Jeder Elternteil kann nach Trennung und Scheidung der Ehe beim Familiengericht beantragen, dass ihm das Sorgerecht oder ein Teil davon allein übertragen wird.

  1. Dem Antrag ist stattzugeben, soweit der andere Elternteil zustimmt. Dies gilt nicht, wenn das Kind bereits das vierzehnte Lebensjahr vollendet und der von den Eltern begehrten Sorgerechtsübertragung widerspricht. Dies gilt auch nicht, wenn oder soweit zu erwarten ist, dass die Aufhebung der gemeinsamen Sorge und die Übertragung auf den Antragsteller dem Wohl des Kindes am besten entspricht.
  2. Der Antrag ist zurückzuweisen, soweit die elterliche Sorge auf Grund anderer Vorschriften, z.B. aus Gründen der Gefährdung des Kindeswohls, abweichend geregelt werden muss.

Entzug des Sorgerechts

Der Entzug des Sorgerechts ist eine schwerwiegende gerichtliche Maßnahme zum Schutz des Kindes. Sie erfolgt nur unter strengen Voraussetzungen durch das Familiengericht

Voraussetzungen für einen teilweisen oder vollständigen Entzug des Sorgerechts

  1. Gefährdung des Kindeswohls: Es muss eine konkrete und erhebliche Gefahr für das körperliche, geistige oder seelische Wohl des Kindes oder dessen Vermögen vorliegen.
  2. Unfähigkeit oder Unwilligkeit der Eltern zur Abwendung der Gefahr: Die Eltern müssen nicht willens oder nicht in der Lage sein, die Gefahr abzuwenden oder abzuwenden.
  3. Ultima Ratio (Verhältnismäßigkeit): Der Entzug der elterlichen Sorge darf nur erfolgen, wenn mildere Mittel wie z.B. die Anordnung von Leistungen der Jugendhilfe, Weisungen oder die Bestellung eines Ergänzungspflegers für bestimmte Aufgabenbereiche nicht ausreichen, um die Gefahr abzuwenden.
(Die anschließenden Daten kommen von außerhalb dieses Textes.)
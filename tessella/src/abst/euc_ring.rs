use std::ops::{Div, DivAssign, Rem, RemAssign};
use crate::{Ring, RingOps};

// Euclidean rings

pub trait EucRingOps<T = Self>:
    RingOps<T> +
    Div<T, Output = T> +
    for<'a> Div<&'a T, Output = T> +
    Rem<T, Output = T> +
    for<'a> Rem<&'a T, Output = T>
{}

pub trait EucRing:
    Ring +
    EucRingOps +
    DivAssign +
    for<'a> DivAssign<&'a Self> +
    RemAssign +
    for<'a> RemAssign<&'a Self>
where
    for<'a> &'a Self: EucRingOps<Self>,
{
    fn divides(&self, y: &Self) -> bool {
        !self.is_zero() && (y % self).is_zero()
    }

    fn gcd(x: &Self, y: &Self) -> Self {
        if x.is_zero() && y.is_zero() { return Self::zero() }
        if x.divides(y) { return x.clone() * x.normalizing_unit() }
        if y.divides(x) { return y.clone() * y.normalizing_unit() }

        let (mut x, mut y) = (x.clone(), y.clone());

        while !y.is_zero() {
            let r = &x % &y;
            (x, y) = (y, r);
        }

        let u = x.normalizing_unit();
        x * u
    }

    fn gcdx(x: &Self, y: &Self) -> (Self, Self, Self) {
        if x.is_zero() && y.is_zero() {
            return (Self::zero(), Self::zero(), Self::zero())
        }
        if x.divides(y) { return (x.clone(), Self::one(), Self::zero()) }
        if y.divides(x) { return (y.clone(), Self::zero(), Self::one()) }

        let (mut x,  mut y)  = (x.clone(), y.clone());
        let (mut s0, mut s1) = (Self::one(),  Self::zero());
        let (mut t0, mut t1) = (Self::zero(), Self::one() );

        while !y.is_zero() {
            let q = &x / &y;
            let r = &x % &y;

            (x, y) = (y, r);
            (s1, s0) = (s0 - &q * &s1, s1);
            (t1, t0) = (t0 - &q * &t1, t1);
        }

        (x, s0, t0)
    }

    fn lcm(x: &Self, y: &Self) -> Self {
        if x.is_zero() || y.is_zero() { return Self::zero() }
        let g = Self::gcd(x, y);
        x * (y / g)
    }
}

#[cfg(test)]
mod tests {
    use super::*;

    #[test]
    fn gcd() {
        assert_eq!(EucRing::gcd(&12i64, &18), 6);
        assert_eq!(EucRing::gcd(&-12i64, &18), 6);
        assert_eq!(EucRing::gcd(&0i64, &5), 5);
        assert_eq!(EucRing::gcd(&0i64, &0), 0);
    }

    #[test]
    fn gcdx() {
        let (d, s, t) = EucRing::gcdx(&240i64, &46);
        assert_eq!(d, 2);
        assert_eq!(s * 240 + t * 46, d);
    }

    #[test]
    fn lcm() {
        assert_eq!(EucRing::lcm(&4i64, &6), 12);
        assert_eq!(EucRing::lcm(&0i64, &6), 0);
    }
}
Das Familiengericht muss prüfen, ob eine teilweise Entziehung, z.B. nur für die Gesundheitsfürsorge oder das Aufenthaltsbestimmungsrecht, ausreicht.

Beispiele für Gründe, die eine Kindeswohlgefährdung darstellen können

  1. Körperliche oder seelische Misshandlung des Kindes
  2. Vernachlässigung, z.B. mangelnde Ernährung, Hygiene, ärztliche Versorgung oder fehlende Förderung
  3. Missbrauch des Sorgerechts, z.B. Veruntreuung des Kindesvermögens
  4. Schwerwiegende Erziehungsfehler
  5. Drogen- oder Alkoholmissbrauch der Eltern, wenn dadurch die Versorgung des Kindes beeinträchtigt wird
  6. Anhaltende, hochkonflikthafte Auseinandersetzungen der Eltern, die das Kind psychisch erheblich belasten
  7. Verweigerung einer notwendigen medizinischen Behandlung

Verfahren bei Sorgerechtsentzug

  1. Das Verfahren wird in der Regel von Amts wegen durch das Familiengericht eingeleitet, meist aufgrund einer Meldung des Jugendamtes, aber auch anderer Behörden oder Dritter.
  2. Das Familiengericht hört die Eltern und ab einem bestimmten Alter auch das Kind an, ab 14 Jahren zwingend.
  3. Meistens wird auch das Jugendamt gehört und ein Sachverständigengutachten eingeholt.
  4. Das Gericht entscheidet über den Umfang des Entzugs, ob also ein vollständiger oder nur teilweiser Entzug erolgt. Wird das Sorgerecht entzogen, wird ein Vormund oder bei Teilentzug ein Pfleger bestellt. Dies kann auch das Jugendamt sein.

Wichtig: Ein Elternteil, dem das Sorgerecht entzogen wurde, behält in der Regel das Umgangsrecht mit dem Kind, sofern der Umgang das Kindeswohl nicht gefährdet.